(Task details)
The answer must be one number: how many lines in the records below contain the word "String".

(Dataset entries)
• • •

//! Provenance and schema descriptors attached to job artefacts.

use serde::{Deserialize, Serialize};
use std::collections::BTreeMap;

/// Semantic version of the output record layout.
#[derive(Debug, Clone, Copy, PartialEq, Eq, PartialOrd, Ord, Serialize, Deserialize)]
pub struct SchemaVersion {
    /// Major version incremented for breaking changes.
    pub major: u32,
    /// Minor version incremented for additive changes.
    pub minor: u32,
    /// Patch version incremented for bug fixes and documentation updates.
    pub patch: u32,
}

impl SchemaVersion {
    /// Creates a new schema version descriptor.
    pub const fn new(major: u32, minor: u32, patch: u32) -> Self {
        Self {
            major,
            minor,
            patch,
        }
    }
}

impl Default for SchemaVersion {
    fn default() -> Self {
        Self::new(1, 0, 0)
    }
}

/// Provenance information written next to the skimmed output.
#[derive(Debug, Clone, PartialEq, Eq, Serialize, Deserialize, Default)]
pub struct RunProvenance {
    /// Schema of the per-event output records.
    pub schema: SchemaVersion,
    /// Hash of the canonical job configuration.
    pub config_hash: String,
    /// Hash of the calibration bundle the providers were loaded from.
    pub calibration_hash: String,
    /// Master seed used for stochastic smearing.
    pub seed: u64,
    /// Systematic variation processed by the job (`None` for nominal).
    pub systematic: Option<String>,
    /// ISO-8601 timestamp recording when the artefact was generated.
    pub created_at: String,
    /// Version map for all tools involved in the run.
    pub tool_versions: BTreeMap<String, String>,
}
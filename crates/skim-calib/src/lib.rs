#![deny(missing_docs)]

//! Calibration stages applied to jets before selection.
//!
//! Calibration files are not parsed here. Descriptors from the
//! [`CalibrationConfig`] are resolved to file names (run-range `@` and jet-type
//! `&` placeholders) and handed to a [`CalibrationLoader`], which returns
//! opaque providers. The stages only evaluate those providers.

/// B-tag working points and scale-factor lookup.
pub mod btag;
/// In-memory provider tables and the bundle loader.
pub mod bundle;
/// Era and descriptor configuration.
pub mod config;
/// Energy correction chain and uncertainty shift.
pub mod correction;
/// Provider traits and the loader seam.
pub mod provider;
/// Placeholder resolution against run ranges and jet kinds.
pub mod resolve;
/// Resolution smearing with generator-jet matching.
pub mod smearing;
/// Systematic variation names.
pub mod systematic;

pub use btag::{
    BTagCalibration, BTagEntry, BTagProvider, Flavor, WorkingPoint, WorkingPointCuts,
    WorkingPointSf,
};
pub use bundle::{
    BinnedTable, CalibrationBundle, CorrectionTable, ResolutionTable, ScaleFactorTable,
    UncertaintyTable,
};
pub use config::{CalibrationConfig, EraCalibration, RunRange};
pub use correction::EnergyCorrector;
pub use provider::{
    CalibrationLoader, CorrectionLevel, JecUncertainty, JetResolution, ResolutionScaleFactor,
};
pub use resolve::{resolve_descriptor, resolve_run_label, ResolvedDescriptors, RunContext};
pub use smearing::ResolutionSmearer;
pub use systematic::Systematic;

• • •

(Task answer)
5